There were 23,700 people directly employed by the clean energy industry in 2013, compared to 22,340 jobs in the oilsands, the report found. Those green jobs include people employed in clean power production, energy efficiency, biofuels and manufacturing of green energy technologies.
Those job gains were the result of about $25 billion in new investment over the past five years, the report said. It singled out Ontario, Quebec and British Columbia as the three provinces leading the way in clean energy investment.
The report said that the federal government has helped lay the groundwork for green energy, “but has done very little to build on it.”
The Canadian Press reports:
OTTAWA – Canadian investments in clean energy totalled $6.5 billion last year, a 45 per cent increase from 2012, according to a new study released Tuesday.
More than half the Canadian investment — $3.6 billion — went into wind power, with another $2.5 billion invested in the solar sector, says Clean Energy Canada, an advocacy and research organization.
The investment spike moved Canada up to seventh place among the Group of 20 industrialized nations, from 12th spot a year earlier.
“We hear a lot of talk about pipelines and the oil and gas sector,” Merran Smith, the director of Clean Energy Canada, said in an interview.
“What we don’t hear is that Canada’s actually gone from a boutique clean energy industry to really big business.”
Over the past five years, $24 billion has been invested in clean energy, and the sector now accounts for almost 24,000 direct jobs, a total that includes manufacturing but not construction employment.

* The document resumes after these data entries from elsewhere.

//! Compact JWS / JWE engine
//!
//! This crate provides:
//! - HS256, HS384 and HS512 signing, plus explicitly unprotected `none` tokens
//! - A128CBC-HS256, A192CBC-HS384 and A256CBC-HS512 content encryption
//! - RSA-OAEP, A128KW, A192KW, A256KW and `dir` key management
//! - Header-driven key resolution through [`KeySupplier`] and [`KeyStore`]
//! - A [`Verifier`] with time, protection, claim and single-use checks
//!
//! ```no_run
//! use cryypt_jose::{FixedKey, HmacKey, Jwt, KeyMaterial, SigningCodec, TokenBuilder, Verifier};
//!
//! # fn main() -> cryypt_jose::JoseResult<()> {
//! let key = HmacKey::new(vec![7u8; 32]);
//! let compact = TokenBuilder::new()
//!     .issued_by("test")
//!     .issued_now()
//!     .expires_in(3600)
//!     .signed(SigningCodec::hs256(key.clone()))
//!     .to_compact()?;
//!
//! let token = cryypt_jose::read_any(&compact, &FixedKey::new(KeyMaterial::Hmac(key)))?;
//! assert!(Verifier::new().with_claim("iss", "test").verify(&token));
//! # Ok(())
//! # }
//! ```

pub mod builder;
pub mod clock;
pub mod content;
pub mod document;
pub mod encoding;
mod error;
pub mod jwe;
pub mod jws;
pub mod key_codec;
pub mod key_type;
pub mod reader;
pub mod registry;
pub mod replay;
pub mod signing;
pub mod store;
pub mod supplier;
pub mod token;
pub mod verifier;

pub use builder::TokenBuilder;
pub use clock::{Clock, ManualClock, SystemClock};
pub use content::{CompoundKey, ContentAlgorithm, ContentCodec, CryptOutput};
pub use document::{Document, DocumentExt};
pub use error::*;
pub use key_codec::{KeyAlgorithm, KeyCodec, KeyHalves};
pub use key_type::{AesKey, HmacKey, KeyKind, KeyMaterial, KeyType};
pub use reader::read_any;
pub use registry::RegisteredAlgorithm;
pub use replay::UsedTokenCache;
pub use signing::{SigningAlgorithm, SigningCodec};
pub use store::{FileKeyStore, KeyStore, MemoryKeyStore, StoreSupplier};
pub use supplier::{ChainedSupplier, FixedKey, KeySupplier};
pub use token::{EncryptedToken, Jwt, SignedToken, Token};
pub use verifier::{Rejection, Verifier, VerifierOptions};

The report comes as Canadian officials begin two weeks of meetings in Lima, Peru, on the United Nations framework convention on climate change.
Greenhouse gas emissions are rising again in Canada, according to Environment Canada projections, and the country will not come close to meeting its 2020 international target for curbing emissions under the 2009 Copenhagen accord. The talks in Lima are part of negotiations for a post-2020 international agreement that is supposed to be completed next December.
The UN talks were given a jolt of adrenalin last month when the United States and China, the world’s two biggest emitters, announced a bilateral deal to curb emissions through 2030.
Both the Chinese and U.S. governments are investing heavily in renewables.
“There’s a clean energy transition underway globally already, and they’re backing their clean energy industries,” said Smith.
What makes the Canadian investment story more compelling is that it’s happening without much federal government interest.
Private sector financiers — many from abroad — and provincial governments are driving the investment boom.
Of the top five financiers of clean energy in Canada over the past five years, investing $3.44 billion among them, two are Japanese, two are German and just one is Canadian, says the study.
Clean Energy Canada would like to see a federal industrial policy, based on tax and research incentives, like the one that helped Canada’s aerospace and oil sands industries in their infancy.
“If the federal government got engaged we could be a real world leader in clean energy,” said Smith. “But the federal government is really missing in action.”